Task directions: From the entries below, return every line that includes the word "RunPhase".

Available data:
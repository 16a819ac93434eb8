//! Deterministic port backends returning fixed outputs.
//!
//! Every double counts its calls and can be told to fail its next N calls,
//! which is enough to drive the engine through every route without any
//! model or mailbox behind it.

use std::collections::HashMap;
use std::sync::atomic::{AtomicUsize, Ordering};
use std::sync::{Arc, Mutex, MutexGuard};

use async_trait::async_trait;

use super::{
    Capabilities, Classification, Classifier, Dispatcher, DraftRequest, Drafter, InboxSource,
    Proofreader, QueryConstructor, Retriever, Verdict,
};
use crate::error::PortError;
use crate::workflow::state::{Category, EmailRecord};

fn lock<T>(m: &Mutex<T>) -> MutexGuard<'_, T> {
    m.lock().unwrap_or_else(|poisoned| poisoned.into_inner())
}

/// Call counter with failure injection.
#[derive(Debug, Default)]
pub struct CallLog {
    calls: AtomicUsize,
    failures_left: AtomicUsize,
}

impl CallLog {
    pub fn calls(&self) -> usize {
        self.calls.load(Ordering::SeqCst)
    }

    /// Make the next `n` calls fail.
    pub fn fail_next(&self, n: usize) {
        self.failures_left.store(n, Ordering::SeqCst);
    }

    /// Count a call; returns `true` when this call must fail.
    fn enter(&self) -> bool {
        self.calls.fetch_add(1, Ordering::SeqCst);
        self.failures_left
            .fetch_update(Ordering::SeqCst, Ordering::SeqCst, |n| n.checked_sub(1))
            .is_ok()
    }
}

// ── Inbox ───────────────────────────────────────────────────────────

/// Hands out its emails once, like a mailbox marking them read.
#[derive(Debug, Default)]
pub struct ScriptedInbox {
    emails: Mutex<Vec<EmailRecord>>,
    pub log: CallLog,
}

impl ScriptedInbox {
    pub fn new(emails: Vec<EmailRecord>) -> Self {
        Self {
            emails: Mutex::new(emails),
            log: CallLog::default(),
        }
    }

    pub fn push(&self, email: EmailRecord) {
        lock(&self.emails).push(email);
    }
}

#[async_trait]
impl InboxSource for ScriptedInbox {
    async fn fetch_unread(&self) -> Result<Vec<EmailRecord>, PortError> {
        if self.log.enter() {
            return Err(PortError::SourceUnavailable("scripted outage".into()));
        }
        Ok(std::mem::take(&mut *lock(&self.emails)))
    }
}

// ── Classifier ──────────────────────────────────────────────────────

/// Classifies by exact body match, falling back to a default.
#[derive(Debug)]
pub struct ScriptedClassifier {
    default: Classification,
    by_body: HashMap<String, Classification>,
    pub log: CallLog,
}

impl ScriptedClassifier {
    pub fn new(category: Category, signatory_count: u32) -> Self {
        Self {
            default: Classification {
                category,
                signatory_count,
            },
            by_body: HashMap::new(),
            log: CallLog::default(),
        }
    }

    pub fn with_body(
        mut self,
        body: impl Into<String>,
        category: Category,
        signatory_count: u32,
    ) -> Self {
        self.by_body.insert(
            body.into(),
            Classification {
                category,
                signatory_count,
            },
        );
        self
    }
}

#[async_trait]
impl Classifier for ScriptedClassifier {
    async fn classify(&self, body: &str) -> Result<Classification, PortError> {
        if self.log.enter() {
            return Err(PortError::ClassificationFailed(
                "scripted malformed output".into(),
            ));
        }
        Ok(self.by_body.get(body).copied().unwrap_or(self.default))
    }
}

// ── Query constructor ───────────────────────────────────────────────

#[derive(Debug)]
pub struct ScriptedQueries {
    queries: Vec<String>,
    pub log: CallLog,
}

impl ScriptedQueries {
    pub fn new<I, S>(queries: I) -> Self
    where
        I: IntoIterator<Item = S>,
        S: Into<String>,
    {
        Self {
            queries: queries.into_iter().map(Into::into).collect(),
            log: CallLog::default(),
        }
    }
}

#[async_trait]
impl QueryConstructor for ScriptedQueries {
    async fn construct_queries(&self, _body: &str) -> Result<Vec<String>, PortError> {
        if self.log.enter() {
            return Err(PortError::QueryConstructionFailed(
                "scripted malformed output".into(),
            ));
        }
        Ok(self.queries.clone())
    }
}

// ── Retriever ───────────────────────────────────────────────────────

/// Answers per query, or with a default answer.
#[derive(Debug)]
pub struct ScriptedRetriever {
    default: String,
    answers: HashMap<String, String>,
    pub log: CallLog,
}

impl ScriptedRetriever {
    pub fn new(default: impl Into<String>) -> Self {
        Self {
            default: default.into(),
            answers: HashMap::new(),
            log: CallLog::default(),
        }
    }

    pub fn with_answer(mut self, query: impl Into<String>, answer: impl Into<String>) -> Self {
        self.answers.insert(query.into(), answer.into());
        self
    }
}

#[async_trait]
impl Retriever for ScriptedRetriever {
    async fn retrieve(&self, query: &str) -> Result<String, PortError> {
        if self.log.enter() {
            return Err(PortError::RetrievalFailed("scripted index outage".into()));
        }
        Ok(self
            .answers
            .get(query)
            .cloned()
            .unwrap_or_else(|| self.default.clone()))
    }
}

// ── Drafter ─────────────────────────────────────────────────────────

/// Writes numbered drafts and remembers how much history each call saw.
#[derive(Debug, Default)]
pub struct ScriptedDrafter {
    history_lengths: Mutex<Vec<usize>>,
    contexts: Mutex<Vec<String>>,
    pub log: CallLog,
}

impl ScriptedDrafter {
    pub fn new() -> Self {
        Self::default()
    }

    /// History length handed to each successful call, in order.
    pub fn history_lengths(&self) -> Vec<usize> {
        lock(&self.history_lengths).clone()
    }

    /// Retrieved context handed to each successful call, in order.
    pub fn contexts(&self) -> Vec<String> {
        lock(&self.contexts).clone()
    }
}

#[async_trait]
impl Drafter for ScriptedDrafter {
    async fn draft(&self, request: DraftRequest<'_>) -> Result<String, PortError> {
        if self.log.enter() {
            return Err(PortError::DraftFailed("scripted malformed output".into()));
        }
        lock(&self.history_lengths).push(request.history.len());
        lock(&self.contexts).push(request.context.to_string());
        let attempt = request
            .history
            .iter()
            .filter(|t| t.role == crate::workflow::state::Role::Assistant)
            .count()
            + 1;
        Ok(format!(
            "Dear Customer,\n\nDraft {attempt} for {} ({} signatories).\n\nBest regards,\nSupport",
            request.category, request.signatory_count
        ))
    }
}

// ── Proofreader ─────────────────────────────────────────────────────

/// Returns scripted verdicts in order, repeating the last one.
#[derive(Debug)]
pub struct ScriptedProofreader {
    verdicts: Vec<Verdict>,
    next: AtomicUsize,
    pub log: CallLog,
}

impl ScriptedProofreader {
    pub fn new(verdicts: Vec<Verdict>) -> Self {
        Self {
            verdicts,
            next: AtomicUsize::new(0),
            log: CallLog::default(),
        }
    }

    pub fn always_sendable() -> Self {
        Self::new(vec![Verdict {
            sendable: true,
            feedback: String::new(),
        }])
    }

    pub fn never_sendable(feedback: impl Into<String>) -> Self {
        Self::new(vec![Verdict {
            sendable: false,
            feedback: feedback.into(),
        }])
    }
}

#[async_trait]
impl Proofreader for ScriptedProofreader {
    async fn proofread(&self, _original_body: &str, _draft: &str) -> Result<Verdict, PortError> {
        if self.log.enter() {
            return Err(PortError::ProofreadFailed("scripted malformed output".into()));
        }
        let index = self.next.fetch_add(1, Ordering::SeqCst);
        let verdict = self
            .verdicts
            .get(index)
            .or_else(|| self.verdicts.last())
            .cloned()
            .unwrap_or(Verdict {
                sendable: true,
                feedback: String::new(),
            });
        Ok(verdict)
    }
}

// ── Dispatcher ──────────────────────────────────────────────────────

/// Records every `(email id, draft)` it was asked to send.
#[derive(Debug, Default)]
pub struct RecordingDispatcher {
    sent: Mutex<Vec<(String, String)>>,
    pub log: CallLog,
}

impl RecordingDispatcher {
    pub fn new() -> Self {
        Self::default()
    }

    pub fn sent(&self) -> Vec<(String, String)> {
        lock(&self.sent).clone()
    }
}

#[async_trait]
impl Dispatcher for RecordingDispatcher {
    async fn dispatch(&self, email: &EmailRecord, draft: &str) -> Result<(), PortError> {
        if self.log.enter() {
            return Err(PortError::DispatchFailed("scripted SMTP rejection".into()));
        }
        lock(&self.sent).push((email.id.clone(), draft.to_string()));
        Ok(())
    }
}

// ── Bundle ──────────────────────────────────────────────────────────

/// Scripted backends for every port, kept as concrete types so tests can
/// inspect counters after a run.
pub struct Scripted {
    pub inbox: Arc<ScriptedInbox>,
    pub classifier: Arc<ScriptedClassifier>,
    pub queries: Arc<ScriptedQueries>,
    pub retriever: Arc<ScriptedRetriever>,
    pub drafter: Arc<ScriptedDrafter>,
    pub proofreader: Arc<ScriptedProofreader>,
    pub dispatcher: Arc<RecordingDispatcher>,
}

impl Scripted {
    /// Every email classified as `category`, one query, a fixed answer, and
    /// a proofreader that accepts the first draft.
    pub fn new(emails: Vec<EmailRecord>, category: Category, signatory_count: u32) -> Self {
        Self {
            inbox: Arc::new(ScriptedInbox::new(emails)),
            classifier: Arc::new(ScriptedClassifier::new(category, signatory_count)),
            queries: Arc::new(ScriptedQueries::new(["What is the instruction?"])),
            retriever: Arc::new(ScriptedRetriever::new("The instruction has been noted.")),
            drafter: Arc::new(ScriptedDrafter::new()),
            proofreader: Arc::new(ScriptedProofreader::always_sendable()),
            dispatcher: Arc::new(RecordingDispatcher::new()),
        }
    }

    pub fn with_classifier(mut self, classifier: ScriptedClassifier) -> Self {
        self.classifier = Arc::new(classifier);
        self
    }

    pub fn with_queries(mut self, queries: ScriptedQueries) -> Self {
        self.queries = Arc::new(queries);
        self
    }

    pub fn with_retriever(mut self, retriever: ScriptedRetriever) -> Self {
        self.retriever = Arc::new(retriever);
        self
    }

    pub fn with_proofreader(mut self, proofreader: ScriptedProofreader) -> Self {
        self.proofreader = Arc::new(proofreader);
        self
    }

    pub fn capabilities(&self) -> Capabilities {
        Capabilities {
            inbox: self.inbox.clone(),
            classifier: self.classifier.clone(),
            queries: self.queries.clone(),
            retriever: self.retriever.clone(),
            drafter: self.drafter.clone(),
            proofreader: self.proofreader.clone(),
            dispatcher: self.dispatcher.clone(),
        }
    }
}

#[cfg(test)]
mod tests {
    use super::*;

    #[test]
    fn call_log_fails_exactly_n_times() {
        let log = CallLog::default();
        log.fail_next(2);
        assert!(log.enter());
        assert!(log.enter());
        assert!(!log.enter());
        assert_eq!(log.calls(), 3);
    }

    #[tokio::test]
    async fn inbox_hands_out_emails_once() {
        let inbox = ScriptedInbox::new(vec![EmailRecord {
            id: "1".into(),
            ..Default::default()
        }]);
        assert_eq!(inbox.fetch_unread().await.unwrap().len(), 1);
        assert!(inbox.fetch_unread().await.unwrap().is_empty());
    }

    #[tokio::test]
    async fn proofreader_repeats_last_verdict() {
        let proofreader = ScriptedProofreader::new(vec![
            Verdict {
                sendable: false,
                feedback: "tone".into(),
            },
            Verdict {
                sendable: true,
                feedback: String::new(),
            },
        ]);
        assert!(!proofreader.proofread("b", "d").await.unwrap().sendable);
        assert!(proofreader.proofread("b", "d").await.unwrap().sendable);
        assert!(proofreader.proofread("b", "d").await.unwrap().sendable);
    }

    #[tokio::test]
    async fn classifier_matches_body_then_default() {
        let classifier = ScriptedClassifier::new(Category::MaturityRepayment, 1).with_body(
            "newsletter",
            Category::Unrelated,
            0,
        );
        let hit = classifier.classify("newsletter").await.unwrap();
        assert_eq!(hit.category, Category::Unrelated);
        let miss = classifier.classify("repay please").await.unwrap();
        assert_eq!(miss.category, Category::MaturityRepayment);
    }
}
---
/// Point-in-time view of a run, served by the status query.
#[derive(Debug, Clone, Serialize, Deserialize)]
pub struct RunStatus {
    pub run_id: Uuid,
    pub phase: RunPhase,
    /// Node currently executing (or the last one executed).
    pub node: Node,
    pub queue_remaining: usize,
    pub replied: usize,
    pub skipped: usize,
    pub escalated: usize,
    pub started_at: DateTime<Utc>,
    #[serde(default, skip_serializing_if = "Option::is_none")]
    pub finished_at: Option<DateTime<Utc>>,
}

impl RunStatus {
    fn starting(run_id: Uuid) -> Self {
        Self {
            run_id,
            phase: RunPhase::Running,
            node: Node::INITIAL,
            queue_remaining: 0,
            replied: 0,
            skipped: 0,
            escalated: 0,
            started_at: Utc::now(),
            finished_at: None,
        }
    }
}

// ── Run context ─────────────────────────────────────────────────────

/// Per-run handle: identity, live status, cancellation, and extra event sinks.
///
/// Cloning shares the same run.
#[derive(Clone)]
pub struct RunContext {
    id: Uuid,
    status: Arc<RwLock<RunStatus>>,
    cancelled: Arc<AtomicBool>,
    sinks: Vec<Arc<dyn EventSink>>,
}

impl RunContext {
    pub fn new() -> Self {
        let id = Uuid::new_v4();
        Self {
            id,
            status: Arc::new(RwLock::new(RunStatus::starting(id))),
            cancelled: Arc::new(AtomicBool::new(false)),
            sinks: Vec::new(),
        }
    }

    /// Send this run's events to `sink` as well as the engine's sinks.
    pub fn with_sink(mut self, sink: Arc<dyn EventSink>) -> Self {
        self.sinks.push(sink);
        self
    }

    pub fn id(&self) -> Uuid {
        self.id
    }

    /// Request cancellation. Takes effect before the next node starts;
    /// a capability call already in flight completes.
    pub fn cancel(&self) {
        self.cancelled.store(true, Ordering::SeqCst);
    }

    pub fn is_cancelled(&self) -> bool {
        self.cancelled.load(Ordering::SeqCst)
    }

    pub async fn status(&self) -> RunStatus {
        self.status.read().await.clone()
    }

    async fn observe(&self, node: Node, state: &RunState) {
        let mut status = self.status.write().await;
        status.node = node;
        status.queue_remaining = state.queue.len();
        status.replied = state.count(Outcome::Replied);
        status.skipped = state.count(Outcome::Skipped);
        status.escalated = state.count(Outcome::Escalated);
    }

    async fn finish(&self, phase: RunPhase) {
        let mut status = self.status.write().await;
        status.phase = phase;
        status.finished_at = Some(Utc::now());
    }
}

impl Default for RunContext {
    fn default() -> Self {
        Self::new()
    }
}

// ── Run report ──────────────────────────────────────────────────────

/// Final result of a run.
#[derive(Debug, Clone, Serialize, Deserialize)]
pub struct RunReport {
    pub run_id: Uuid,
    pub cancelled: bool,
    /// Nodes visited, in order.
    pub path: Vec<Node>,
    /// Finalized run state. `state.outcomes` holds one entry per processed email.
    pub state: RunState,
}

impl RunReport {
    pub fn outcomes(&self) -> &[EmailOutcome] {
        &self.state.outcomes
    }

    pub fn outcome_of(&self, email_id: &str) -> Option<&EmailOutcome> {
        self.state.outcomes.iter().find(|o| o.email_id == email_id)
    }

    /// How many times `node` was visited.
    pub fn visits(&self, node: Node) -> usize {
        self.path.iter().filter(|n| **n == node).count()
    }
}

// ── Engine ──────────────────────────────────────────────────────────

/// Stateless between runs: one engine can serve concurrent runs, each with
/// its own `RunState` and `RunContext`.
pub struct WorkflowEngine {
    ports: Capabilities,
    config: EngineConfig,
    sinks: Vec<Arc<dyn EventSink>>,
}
---
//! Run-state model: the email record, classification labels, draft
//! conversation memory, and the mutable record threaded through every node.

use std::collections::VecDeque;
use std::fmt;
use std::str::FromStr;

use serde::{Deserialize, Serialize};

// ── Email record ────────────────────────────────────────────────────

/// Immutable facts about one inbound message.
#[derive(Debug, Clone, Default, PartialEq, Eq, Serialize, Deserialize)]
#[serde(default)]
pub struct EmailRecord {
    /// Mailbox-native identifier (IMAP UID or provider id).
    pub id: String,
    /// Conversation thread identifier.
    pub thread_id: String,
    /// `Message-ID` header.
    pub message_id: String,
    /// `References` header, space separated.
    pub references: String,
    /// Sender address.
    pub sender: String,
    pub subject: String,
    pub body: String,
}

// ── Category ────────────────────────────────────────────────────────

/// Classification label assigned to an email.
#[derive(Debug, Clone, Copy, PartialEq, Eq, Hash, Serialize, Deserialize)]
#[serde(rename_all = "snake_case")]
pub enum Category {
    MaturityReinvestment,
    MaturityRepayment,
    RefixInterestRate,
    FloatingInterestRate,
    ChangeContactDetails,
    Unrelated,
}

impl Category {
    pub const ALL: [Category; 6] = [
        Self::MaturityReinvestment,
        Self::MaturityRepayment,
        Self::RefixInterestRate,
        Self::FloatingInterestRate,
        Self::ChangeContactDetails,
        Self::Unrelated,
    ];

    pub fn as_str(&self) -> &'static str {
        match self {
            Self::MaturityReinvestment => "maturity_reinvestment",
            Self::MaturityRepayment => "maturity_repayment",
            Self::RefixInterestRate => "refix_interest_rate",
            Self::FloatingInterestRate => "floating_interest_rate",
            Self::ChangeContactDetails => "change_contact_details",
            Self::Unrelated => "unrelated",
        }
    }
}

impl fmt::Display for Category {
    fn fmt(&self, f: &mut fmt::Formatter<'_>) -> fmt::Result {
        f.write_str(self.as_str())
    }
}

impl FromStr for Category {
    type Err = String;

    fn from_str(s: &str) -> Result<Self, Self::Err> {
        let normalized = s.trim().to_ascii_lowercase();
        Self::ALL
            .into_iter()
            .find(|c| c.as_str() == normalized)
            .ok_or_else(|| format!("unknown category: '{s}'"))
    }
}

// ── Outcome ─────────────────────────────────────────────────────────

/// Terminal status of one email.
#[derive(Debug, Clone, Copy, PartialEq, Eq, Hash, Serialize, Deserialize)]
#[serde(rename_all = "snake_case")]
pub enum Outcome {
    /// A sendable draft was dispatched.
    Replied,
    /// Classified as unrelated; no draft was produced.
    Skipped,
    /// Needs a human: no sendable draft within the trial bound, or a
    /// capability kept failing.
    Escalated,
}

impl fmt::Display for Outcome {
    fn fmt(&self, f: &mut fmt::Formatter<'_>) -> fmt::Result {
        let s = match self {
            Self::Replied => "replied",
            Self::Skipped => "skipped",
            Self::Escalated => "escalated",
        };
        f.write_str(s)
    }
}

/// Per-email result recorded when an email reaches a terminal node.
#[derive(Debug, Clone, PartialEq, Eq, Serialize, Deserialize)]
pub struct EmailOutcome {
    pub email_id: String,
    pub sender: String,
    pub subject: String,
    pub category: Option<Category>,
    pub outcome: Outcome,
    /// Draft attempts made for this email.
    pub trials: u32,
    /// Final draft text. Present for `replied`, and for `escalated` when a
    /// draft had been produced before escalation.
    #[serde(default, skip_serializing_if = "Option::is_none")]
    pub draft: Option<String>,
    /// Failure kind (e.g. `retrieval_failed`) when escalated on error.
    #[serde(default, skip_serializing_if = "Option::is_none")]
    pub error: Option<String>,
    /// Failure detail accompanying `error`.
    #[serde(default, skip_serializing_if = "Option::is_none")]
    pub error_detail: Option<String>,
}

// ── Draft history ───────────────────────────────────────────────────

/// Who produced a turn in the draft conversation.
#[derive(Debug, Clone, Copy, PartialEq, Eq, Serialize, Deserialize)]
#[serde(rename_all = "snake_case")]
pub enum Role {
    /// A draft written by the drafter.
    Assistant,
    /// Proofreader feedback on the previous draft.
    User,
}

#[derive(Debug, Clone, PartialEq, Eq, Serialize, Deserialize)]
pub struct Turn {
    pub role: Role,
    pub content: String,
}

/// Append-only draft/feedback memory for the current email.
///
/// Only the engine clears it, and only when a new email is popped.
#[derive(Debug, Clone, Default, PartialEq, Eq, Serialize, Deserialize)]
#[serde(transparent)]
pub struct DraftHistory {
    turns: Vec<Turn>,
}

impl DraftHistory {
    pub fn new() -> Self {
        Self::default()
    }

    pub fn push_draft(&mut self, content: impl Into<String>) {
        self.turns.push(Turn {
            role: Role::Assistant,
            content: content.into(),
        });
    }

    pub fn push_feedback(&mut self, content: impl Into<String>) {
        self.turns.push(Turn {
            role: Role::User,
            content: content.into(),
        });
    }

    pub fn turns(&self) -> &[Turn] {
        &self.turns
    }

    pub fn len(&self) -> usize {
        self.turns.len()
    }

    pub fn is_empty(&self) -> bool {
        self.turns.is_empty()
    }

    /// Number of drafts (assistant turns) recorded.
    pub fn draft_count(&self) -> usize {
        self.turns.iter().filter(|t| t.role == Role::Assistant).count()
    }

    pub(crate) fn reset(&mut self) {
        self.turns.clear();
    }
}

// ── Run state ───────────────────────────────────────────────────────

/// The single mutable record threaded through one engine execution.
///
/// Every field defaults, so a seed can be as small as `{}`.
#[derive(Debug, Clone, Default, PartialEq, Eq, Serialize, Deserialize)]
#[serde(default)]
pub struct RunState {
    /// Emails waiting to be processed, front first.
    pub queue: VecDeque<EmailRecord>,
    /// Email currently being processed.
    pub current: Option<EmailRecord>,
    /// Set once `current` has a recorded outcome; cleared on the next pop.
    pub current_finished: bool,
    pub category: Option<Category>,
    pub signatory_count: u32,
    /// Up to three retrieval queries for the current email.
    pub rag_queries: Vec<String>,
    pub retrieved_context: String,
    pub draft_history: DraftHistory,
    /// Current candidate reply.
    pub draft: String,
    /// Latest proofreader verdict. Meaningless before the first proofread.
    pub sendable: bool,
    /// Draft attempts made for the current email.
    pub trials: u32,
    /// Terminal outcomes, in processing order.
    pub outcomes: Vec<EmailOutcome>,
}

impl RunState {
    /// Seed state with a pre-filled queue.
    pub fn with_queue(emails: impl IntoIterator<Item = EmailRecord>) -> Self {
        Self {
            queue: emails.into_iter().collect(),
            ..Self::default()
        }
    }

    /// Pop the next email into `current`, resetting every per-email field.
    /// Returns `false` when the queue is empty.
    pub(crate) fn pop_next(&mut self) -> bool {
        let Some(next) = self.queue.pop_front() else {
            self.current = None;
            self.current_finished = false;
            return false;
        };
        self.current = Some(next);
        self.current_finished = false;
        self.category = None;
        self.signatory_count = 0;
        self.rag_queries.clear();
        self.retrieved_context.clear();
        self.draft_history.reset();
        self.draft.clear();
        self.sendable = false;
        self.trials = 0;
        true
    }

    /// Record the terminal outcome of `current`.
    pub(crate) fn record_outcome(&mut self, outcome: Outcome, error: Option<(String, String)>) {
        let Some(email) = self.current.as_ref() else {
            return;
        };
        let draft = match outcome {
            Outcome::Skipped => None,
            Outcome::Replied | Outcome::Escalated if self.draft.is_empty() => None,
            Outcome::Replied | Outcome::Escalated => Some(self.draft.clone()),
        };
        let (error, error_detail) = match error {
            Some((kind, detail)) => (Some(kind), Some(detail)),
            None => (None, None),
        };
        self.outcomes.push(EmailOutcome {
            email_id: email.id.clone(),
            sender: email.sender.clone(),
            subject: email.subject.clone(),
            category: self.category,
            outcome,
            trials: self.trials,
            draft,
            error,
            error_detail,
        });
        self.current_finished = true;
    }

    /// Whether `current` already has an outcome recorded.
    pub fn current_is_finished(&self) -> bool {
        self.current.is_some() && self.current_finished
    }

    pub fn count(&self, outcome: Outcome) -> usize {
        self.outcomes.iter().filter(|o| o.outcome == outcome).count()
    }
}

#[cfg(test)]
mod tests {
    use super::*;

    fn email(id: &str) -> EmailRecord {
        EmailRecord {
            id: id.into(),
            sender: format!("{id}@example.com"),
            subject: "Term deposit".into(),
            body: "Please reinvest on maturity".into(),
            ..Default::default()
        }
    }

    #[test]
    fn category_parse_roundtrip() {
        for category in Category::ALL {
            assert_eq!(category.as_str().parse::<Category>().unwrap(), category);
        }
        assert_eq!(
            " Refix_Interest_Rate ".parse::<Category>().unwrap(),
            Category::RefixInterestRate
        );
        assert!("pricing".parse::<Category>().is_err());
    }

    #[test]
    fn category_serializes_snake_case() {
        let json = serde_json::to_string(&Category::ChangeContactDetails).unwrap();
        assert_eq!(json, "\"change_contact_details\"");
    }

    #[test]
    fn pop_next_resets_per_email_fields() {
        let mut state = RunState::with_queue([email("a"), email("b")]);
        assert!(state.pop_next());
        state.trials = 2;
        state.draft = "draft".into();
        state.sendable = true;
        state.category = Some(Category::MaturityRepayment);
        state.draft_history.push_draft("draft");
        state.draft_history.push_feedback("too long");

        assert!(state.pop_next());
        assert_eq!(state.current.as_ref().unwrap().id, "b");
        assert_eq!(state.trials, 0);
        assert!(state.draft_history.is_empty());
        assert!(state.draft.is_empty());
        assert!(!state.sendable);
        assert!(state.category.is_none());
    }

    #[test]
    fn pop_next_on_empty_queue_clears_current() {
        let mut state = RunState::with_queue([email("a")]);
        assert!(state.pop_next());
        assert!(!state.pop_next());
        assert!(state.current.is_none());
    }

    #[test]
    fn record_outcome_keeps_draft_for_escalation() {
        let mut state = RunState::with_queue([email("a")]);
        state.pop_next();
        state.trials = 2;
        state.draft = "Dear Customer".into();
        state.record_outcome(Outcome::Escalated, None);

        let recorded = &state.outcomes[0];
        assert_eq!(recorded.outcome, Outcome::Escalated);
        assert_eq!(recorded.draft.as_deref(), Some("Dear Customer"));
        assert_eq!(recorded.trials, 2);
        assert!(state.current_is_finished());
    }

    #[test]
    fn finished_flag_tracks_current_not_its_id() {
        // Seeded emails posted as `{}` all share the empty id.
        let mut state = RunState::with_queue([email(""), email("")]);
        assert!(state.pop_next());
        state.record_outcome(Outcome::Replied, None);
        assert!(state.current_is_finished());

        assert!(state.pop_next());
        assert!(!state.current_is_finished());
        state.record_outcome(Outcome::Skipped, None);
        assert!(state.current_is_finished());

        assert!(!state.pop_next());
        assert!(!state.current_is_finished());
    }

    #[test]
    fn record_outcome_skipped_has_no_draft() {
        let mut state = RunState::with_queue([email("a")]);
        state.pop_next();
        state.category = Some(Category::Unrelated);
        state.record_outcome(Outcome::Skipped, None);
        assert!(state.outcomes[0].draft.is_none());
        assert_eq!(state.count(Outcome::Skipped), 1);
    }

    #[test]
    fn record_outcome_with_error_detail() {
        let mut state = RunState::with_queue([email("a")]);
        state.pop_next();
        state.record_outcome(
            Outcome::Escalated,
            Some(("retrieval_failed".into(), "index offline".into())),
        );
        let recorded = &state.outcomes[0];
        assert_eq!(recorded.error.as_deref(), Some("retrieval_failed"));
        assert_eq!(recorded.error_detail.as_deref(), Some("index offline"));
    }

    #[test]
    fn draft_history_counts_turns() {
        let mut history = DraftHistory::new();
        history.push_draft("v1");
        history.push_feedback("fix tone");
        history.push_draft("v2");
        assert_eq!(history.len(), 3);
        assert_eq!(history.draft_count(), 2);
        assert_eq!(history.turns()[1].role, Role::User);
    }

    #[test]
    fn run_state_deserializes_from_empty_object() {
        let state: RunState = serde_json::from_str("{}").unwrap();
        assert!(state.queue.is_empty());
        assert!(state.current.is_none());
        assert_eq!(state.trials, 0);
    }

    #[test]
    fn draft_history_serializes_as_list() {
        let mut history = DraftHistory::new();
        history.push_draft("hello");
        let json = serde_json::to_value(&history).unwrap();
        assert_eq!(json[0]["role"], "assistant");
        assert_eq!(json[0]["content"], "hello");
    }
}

Result:
    pub phase: RunPhase,
            phase: RunPhase::Running,
    async fn finish(&self, phase: RunPhase) {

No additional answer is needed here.